Interactions among nutrition, metabolism and the immune system in the context of starvation and nutrition-stimulated obesity.

Abstract

The endogenous intestinal microflora and environmental factors, such as diet, play central roles in immune homeostasis and reactivity. The microflora and diet both influence body weight and insulin resistance, notably through their effects on adipose cells. The aim of this study was to provide an update on how nutrient-derived factors (mostly focusing on fatty acids and glucose) impact the innate and acquired immune systems, including the immune system in the gut and its associated bacterial flora. The main source of fuel for energy-demanding immune cells is glucose. Insulin-responsive adipose tissue and Toll-like receptors (TLRs), which are part of the innate immune system and expressed in immune cells, intestinal cells, and adipocytes, are essential actors in the complex balance that ensures systemic immune and metabolic health.

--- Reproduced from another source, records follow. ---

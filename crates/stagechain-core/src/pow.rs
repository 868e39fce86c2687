//! Random-nonce proof-of-work search.
//!
//! Every attempt draws a fresh 8-byte nonce from a cryptographic RNG, so
//! attempts are independent and the expected count is
//! [`Target::expected_attempts`]. [`search`] never gives up; [`search_with`]
//! honours a [`SearchLimits`] and reports why it stopped.

use std::{
    sync::{
        atomic::{AtomicBool, Ordering},
        Arc,
    },
    time::{Duration, Instant},
};

use rand::{CryptoRng, RngCore};
use tracing::{debug, info};

use crate::{
    block::finish_with_nonce,
    constants::{CANCEL_CHECK_INTERVAL, NONCE_SIZE},
    error::SearchError,
    Block, Target,
};

/// Shared stop signal for a running search. Clones observe the same flag.
#[derive(Clone, Debug, Default)]
pub struct CancelFlag(Arc<AtomicBool>);

impl CancelFlag {
    pub fn new() -> Self {
        Self::default()
    }

    pub fn cancel(&self) {
        self.0.store(true, Ordering::Relaxed);
    }

    pub fn is_cancelled(&self) -> bool {
        self.0.load(Ordering::Relaxed)
    }
}

/// Bounds on a search. The default is unbounded but still cancellable.
#[derive(Clone, Debug, Default)]
pub struct SearchLimits {
    pub deadline: Option<Instant>,
    pub max_attempts: Option<u64>,
    pub cancel: CancelFlag,
}

impl SearchLimits {
    pub fn unbounded() -> Self {
        Self::default()
    }

    /// The deadline is fixed now, not when a search starts. A timeout too
    /// large to represent as an `Instant` leaves the search without a deadline.
    pub fn with_timeout(mut self, timeout: Duration) -> Self {
        self.deadline = Instant::now().checked_add(timeout);
        self
    }

    pub fn with_max_attempts(mut self, max_attempts: u64) -> Self {
        self.max_attempts = Some(max_attempts);
        self
    }

    pub fn with_cancel(mut self, cancel: CancelFlag) -> Self {
        self.cancel = cancel;
        self
    }

    pub(crate) fn attempts_exhausted(&self, attempts: u64) -> bool {
        self.max_attempts.is_some_and(|max| attempts >= max)
    }

    /// Cancellation wins over the deadline when both have fired.
    pub(crate) fn poll(&self, attempts: u64, started: Instant) -> Result<(), SearchError> {
        if self.cancel.is_cancelled() {
            return Err(SearchError::ProofSearchCancelled { attempts });
        }
        if self.deadline.is_some_and(|deadline| Instant::now() >= deadline) {
            return Err(SearchError::ProofSearchTimeout {
                attempts,
                elapsed: started.elapsed(),
            });
        }
        Ok(())
    }
}

#[derive(Clone, Copy, Debug, PartialEq, Eq)]
pub struct SearchStats {
    pub attempts: u64,
    pub elapsed: Duration,
}

/// Mutate `block` until its hash clears `target`. Does not return otherwise.
pub fn search(block: &mut Block, target: &Target) -> SearchStats {
    let started = Instant::now();
    let hasher = block.prefix_hasher();
    let mut rng = rand::thread_rng();
    let mut nonce = [0u8; NONCE_SIZE];
    let mut attempts = 0u64;
    loop {
        rng.fill_bytes(&mut nonce);
        attempts += 1;
        if target.is_met_by(&finish_with_nonce(hasher.clone(), &nonce)) {
            return found(block, nonce, attempts, started);
        }
    }
}

/// Bounded search drawing nonces from the thread-local CSPRNG.
pub fn search_with(
    block: &mut Block,
    target: &Target,
    limits: &SearchLimits,
) -> Result<SearchStats, SearchError> {
    search_with_rng(block, target, limits, &mut rand::thread_rng())
}

/// Bounded search with a caller-supplied RNG. On failure the block keeps the
/// nonce and hash it had on entry.
pub fn search_with_rng<R>(
    block: &mut Block,
    target: &Target,
    limits: &SearchLimits,
    rng: &mut R,
) -> Result<SearchStats, SearchError>
where
    R: RngCore + CryptoRng + ?Sized,
{
    let started = Instant::now();
    let hasher = block.prefix_hasher();
    let mut nonce = [0u8; NONCE_SIZE];
    let mut attempts = 0u64;
    loop {
        if attempts % CANCEL_CHECK_INTERVAL == 0 {
            limits.poll(attempts, started).inspect_err(|err| {
                debug!(stage = block.stage(), %err, "proof search stopped");
            })?;
        }
        if limits.attempts_exhausted(attempts) {
            debug!(stage = block.stage(), attempts, "proof search hit attempt cap");
            return Err(SearchError::ProofSearchTimeout {
                attempts,
                elapsed: started.elapsed(),
            });
        }
        rng.fill_bytes(&mut nonce);
        attempts += 1;
        if target.is_met_by(&finish_with_nonce(hasher.clone(), &nonce)) {
            return Ok(found(block, nonce, attempts, started));
        }
    }
}

pub(crate) fn found(
    block: &mut Block,
    nonce: [u8; NONCE_SIZE],
    attempts: u64,
    started: Instant,
) -> SearchStats {
    block.set_nonce(nonce);
    let stats = SearchStats {
        attempts,
        elapsed: started.elapsed(),
    };
    info!(
        "Proved stage {} block after {} attempts ({:?}) with hash {}",
        block.stage(),
        attempts,
        stats.elapsed,
        block.hash_hex()
    );
    stats
}

#[cfg(test)]
mod tests {
    use super::*;
    use rand::{rngs::StdRng, SeedableRng};

    fn candidate() -> Block {
        Block::new(1, Block::genesis().hash().to_vec(), b"x".to_vec())
    }

    #[test]
    fn search_clears_target() {
        let target = Target::from_difficulty(8).unwrap();
        let mut block = candidate();
        let stats = search(&mut block, &target);
        assert!(stats.attempts >= 1);
        assert!(target.is_met_by(block.hash()));
        assert!(block.is_hash_current());
        assert_eq!(block.nonce().len(), NONCE_SIZE);
    }

    #[test]
    fn seeded_search_is_reproducible() {
        let target = Target::from_difficulty(10).unwrap();
        let limits = SearchLimits::unbounded();

        let mut a = candidate();
        let mut b = candidate();
        let sa = search_with_rng(&mut a, &target, &limits, &mut StdRng::seed_from_u64(7)).unwrap();
        let sb = search_with_rng(&mut b, &target, &limits, &mut StdRng::seed_from_u64(7)).unwrap();
        assert_eq!(a, b);
        assert_eq!(sa.attempts, sb.attempts);
        assert!(target.is_met_by(a.hash()));
    }

    #[test]
    fn zero_difficulty_takes_one_attempt() {
        let target = Target::from_difficulty(0).unwrap();
        let mut block = candidate();
        let stats = search_with(&mut block, &target, &SearchLimits::unbounded()).unwrap();
        assert_eq!(stats.attempts, 1);
    }

    #[test]
    fn cancelled_before_start() {
        let target = Target::from_difficulty(8).unwrap();
        let cancel = CancelFlag::new();
        cancel.cancel();
        let limits = SearchLimits::unbounded().with_cancel(cancel);

        let mut block = candidate();
        let before = block.clone();
        let err = search_with(&mut block, &target, &limits).unwrap_err();
        assert_eq!(err, SearchError::ProofSearchCancelled { attempts: 0 });
        assert_eq!(block, before);
    }

    #[test]
    fn attempt_cap_reports_timeout() {
        let target = Target::from_difficulty(255).unwrap();
        let limits = SearchLimits::unbounded().with_max_attempts(100);
        let mut block = candidate();
        let before = block.clone();
        match search_with(&mut block, &target, &limits) {
            Err(SearchError::ProofSearchTimeout { attempts, .. }) => assert_eq!(attempts, 100),
            other => panic!("unexpected outcome {other:?}"),
        }
        assert_eq!(block, before);
    }

    #[test]
    fn expired_deadline_reports_timeout() {
        let target = Target::from_difficulty(255).unwrap();
        let limits = SearchLimits::unbounded().with_timeout(Duration::ZERO);
        let mut block = candidate();
        assert!(matches!(
            search_with(&mut block, &target, &limits),
            Err(SearchError::ProofSearchTimeout { attempts: 0, .. })
        ));
    }

    #[test]
    fn huge_timeout_means_no_deadline() {
        let limits = SearchLimits::unbounded().with_timeout(Duration::from_secs(u64::MAX));
        assert!(limits.deadline.is_none());

        let target = Target::from_difficulty(4).unwrap();
        let mut block = candidate();
        assert!(search_with(&mut block, &target, &limits).is_ok());
    }

    #[test]
    fn cancel_from_another_thread() {
        let target = Target::from_difficulty(255).unwrap();
        let cancel = CancelFlag::new();
        let limits = SearchLimits::unbounded().with_cancel(cancel.clone());

        let handle = std::thread::spawn(move || {
            let mut block = candidate();
            search_with(&mut block, &target, &limits)
        });
        std::thread::sleep(Duration::from_millis(20));
        cancel.cancel();
        let outcome = handle.join().unwrap();
        assert!(matches!(
            outcome,
            Err(SearchError::ProofSearchCancelled { .. })
        ));
    }
}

Leptin decreases during weight loss and increases brain activity in regions involved in the cognitive, emotional, and sensory control of food intake; restoring leptin levels maintains weight loss and reverses the alterations in brain activity. Obesity-triggering nutrients affect adipocytes, whereas proinflammatory leptin prompts the generation of cytokines and T cells. Collectively, data on nutrients demonstrate that starvation culminates in fat depletion, which then impacts the immune system. In people with obesity, inflammation originates largely from adipose tissue.